--- SOURCE RECORDS Enclosed Below ---

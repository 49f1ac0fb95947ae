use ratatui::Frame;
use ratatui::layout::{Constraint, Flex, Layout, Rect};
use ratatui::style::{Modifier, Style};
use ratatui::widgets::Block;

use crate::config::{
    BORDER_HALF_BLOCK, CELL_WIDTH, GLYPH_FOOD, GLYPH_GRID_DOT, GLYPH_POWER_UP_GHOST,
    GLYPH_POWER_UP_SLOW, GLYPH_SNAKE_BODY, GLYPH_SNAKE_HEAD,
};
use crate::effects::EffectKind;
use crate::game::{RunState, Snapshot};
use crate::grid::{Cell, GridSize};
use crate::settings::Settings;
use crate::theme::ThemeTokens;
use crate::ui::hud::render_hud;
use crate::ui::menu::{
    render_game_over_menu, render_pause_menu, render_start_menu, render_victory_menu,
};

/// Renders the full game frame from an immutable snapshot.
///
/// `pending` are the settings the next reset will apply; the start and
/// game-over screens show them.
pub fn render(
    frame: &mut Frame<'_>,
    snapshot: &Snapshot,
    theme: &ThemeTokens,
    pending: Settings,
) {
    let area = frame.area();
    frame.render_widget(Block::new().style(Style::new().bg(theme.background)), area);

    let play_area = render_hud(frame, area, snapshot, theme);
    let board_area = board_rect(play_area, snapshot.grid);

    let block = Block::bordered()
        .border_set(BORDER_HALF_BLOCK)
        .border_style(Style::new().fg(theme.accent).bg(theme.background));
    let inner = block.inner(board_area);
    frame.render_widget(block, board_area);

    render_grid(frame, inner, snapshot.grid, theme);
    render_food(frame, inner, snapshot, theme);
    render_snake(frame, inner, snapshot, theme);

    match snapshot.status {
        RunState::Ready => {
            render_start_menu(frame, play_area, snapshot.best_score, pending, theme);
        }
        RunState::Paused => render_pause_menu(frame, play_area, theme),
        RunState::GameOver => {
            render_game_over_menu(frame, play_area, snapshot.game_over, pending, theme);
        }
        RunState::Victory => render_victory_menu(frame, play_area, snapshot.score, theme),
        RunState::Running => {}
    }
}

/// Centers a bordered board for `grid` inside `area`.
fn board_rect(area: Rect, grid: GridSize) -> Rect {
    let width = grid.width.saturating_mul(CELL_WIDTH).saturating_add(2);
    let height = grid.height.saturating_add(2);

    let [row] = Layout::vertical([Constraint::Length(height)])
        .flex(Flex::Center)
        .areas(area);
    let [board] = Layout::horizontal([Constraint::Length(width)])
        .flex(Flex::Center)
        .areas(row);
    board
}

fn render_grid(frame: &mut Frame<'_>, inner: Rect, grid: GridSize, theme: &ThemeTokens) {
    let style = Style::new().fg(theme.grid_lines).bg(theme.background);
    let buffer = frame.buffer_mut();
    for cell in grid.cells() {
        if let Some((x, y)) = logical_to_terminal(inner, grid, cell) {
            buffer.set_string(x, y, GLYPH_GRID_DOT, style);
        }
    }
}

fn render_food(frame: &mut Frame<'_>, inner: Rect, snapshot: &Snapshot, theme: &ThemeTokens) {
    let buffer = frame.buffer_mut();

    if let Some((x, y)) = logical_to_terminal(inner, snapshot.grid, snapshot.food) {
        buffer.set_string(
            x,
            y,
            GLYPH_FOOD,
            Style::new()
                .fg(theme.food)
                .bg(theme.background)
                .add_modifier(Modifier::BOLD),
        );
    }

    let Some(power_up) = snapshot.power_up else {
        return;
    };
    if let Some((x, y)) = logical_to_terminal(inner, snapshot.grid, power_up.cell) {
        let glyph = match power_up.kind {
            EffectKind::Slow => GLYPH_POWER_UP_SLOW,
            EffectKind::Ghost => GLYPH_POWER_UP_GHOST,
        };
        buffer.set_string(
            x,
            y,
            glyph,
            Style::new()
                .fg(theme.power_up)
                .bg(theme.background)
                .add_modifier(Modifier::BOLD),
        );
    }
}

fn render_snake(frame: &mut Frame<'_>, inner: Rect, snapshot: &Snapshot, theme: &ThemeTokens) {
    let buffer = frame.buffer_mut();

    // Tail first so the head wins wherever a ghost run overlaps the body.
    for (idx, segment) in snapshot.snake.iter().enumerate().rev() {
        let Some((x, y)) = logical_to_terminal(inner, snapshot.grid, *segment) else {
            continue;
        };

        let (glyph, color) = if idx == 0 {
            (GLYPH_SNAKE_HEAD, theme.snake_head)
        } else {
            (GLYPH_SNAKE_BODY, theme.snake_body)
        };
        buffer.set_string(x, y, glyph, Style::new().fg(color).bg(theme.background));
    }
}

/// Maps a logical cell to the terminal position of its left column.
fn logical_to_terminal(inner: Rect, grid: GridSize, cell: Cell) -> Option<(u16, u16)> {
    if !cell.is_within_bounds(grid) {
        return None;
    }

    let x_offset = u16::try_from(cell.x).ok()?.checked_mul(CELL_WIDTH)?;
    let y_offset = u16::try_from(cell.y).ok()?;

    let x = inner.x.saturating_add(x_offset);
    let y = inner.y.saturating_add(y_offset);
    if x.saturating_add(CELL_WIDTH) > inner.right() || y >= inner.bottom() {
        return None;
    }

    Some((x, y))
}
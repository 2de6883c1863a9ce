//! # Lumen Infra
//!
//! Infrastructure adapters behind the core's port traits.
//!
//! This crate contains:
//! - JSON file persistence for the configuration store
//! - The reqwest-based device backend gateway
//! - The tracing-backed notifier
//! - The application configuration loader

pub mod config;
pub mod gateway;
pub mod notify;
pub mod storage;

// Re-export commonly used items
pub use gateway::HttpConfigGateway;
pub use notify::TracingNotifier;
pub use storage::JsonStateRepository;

--- End of Enclosed SOURCE RECORDS ---

EXERCISE: What is the number of lines above that contain "bordered"? Reply with that number only.

RESPONSE AREA: 2